The court affirmed denial of post-conviction relief from a Class B felony rape conviction in Juan M. Garrett v. State of Indiana, 49S04-1207-PC-431, which also had been affirmed by the Court of Appeals. Garrett’s conviction in a bench trial followed a jury trial in which he was cleared of one rape count and the jury hung on a second. Garrett was accused of twice raping the same woman who claimed he and two other men held her against her will and sexually assaulted her.

“We hold that the ‘actual evidence’ test announced in Richardson v. State, 717 N.E.2d 32 (Ind. 1999) is applicable to cases in which there has been an acquittal on one charge and retrial on another charge after a hung jury. We conclude however that the post-conviction court properly denied the petitioner’s claim that counsel rendered ineffective assistance in failing to pursue this issue at trial or on direct appeal,” Justice Robert Rucker wrote for the majority, joined by Justices Steven David, Loretta Rush and Chief Justice Brent Dickson.

“We acknowledge that in a different factual context this modified test may prove challenging in its application. But here the facts are fairly straightforward. In essence on retrial the State presented the same evidence of Rape A — the first-in-time rape — on which the State relied in the first trial and upon which the jury found Garrett not guilty. And given the relative paucity of evidence on retrial concerning Rape B — the second-in-time rape — we conclude there is reasonable possibility that the evidentiary facts used by the jury in the first trial to establish the essential elements of Rape, for which Garrett was acquitted, may also have been used on retrial to establish all of the essential elements of Rape for which Garrett was convicted,” Rucker wrote.

“We conclude therefore that Garrett was twice prosecuted for the same offense in violation of article 1, section 14 of the Indiana Constitution.”

Justice Mark Massa concluded in the result but argued Garrett was not a victim of double jeopardy.
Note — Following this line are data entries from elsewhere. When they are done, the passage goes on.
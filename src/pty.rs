//! PTY pair allocation and shell child spawning.
//!
//! The parent keeps the master side; the child becomes a session leader with
//! the slave as its controlling terminal and execs `$SHELL`.

use std::os::fd::{AsRawFd, OwnedFd};
use std::os::unix::process::CommandExt;
use std::process::{Child, Command, Stdio};

use nix::pty::{openpty, OpenptyResult, Winsize};

use crate::error::Result;

pub struct ShellPty {
    pub master: OwnedFd,
    pub child: Child,
}

/// Allocate a PTY pair sized like the user's terminal and start `shell` on
/// the slave side. The slave end is closed in the parent before returning.
pub fn spawn_shell(shell: &str, ws: &Winsize) -> Result<ShellPty> {
    let OpenptyResult { master, slave } = openpty(ws, None)?;
    let slave_fd = slave.as_raw_fd();

    // openpty sets CLOEXEC on neither end, so the child must sweep every
    // descriptor above stderr or the PTY master (and anything else the
    // parent holds) leaks into the shell.
    let mut rl = libc::rlimit {
        rlim_cur: 0,
        rlim_max: 0,
    };
    // SAFETY: getrlimit fills in the rlimit struct and nothing else.
    if unsafe { libc::getrlimit(libc::RLIMIT_NOFILE, &mut rl) } == -1 {
        return Err(std::io::Error::last_os_error().into());
    }
    // rlim_cur can be effectively unbounded in containers; 64k covers any
    // descriptor this process could hold.
    let max_fd = rl.rlim_cur.min(65536) as libc::c_int;

    let mut cmd = Command::new(shell);
    // The child's stdio is wired up by pre_exec (dup2 to the PTY slave).
    cmd.stdin(Stdio::null())
        .stdout(Stdio::null())
        .stderr(Stdio::null());

    // SAFETY: only async-signal-safe syscalls between fork and exec.
    unsafe {
        cmd.pre_exec(move || {
            if libc::setsid() == -1 {
                return Err(std::io::Error::last_os_error());
            }
            if libc::ioctl(slave_fd, libc::TIOCSCTTY, 0) == -1 {
                return Err(std::io::Error::last_os_error());
            }
            libc::dup2(slave_fd, 0);
            libc::dup2(slave_fd, 1);
            libc::dup2(slave_fd, 2);
            for fd in 3..max_fd {
                libc::close(fd);
            }
            Ok(())
        });
    }

    let child = cmd.spawn()?;
    drop(slave);

    Ok(ShellPty { master, child })
}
“The record is clear that, in this second trial, the trial court, prosecution, and defense all understood that the two separate rapes were charged in chronological order and that Garrett was being retried for the alleged ‘Rape B’ only,” Massa wrote. “This does not mean that the victim had to confine her testimony in the second trial solely to Rape B, omitting all details of what transpired earlier in the evening; our jurisprudence does not require such a stilted, redacted and devoid-of-context presentation. (How, for instance, could she testify she was raped ‘again’ without mentioning the first rape?)

“We trust trial judges to separate wheat from chaff, permitting them, for instance, to render a verdict even after being exposed to inadmissible evidence that would irreparably taint a lay jury,” Massa wrote. … “I am confident that the experienced trial judge in this case performed just such a threshing here.”

But the majority noted Richardson requires only the reasonable probability that the facts a trial judge relied on to convict were the same ones the jury relied on in the previous trial.

“If we were to accept the dissent’s position, then that would mean there could never be a Richardson violation where the second trial after an acquittal is before the bench rather than a jury. In our view this goes beyond ‘judicial temperance’ and borders on judicial infallibility,” Rucker wrote for the majority.

“It is ‘reasonab[ly] possible’ that even an experienced trial judge can make a mistake. That is not to say that a mistake was in fact made in this case; but there is a reasonable possibility that is so. This is all Richardson requires,” the majority held.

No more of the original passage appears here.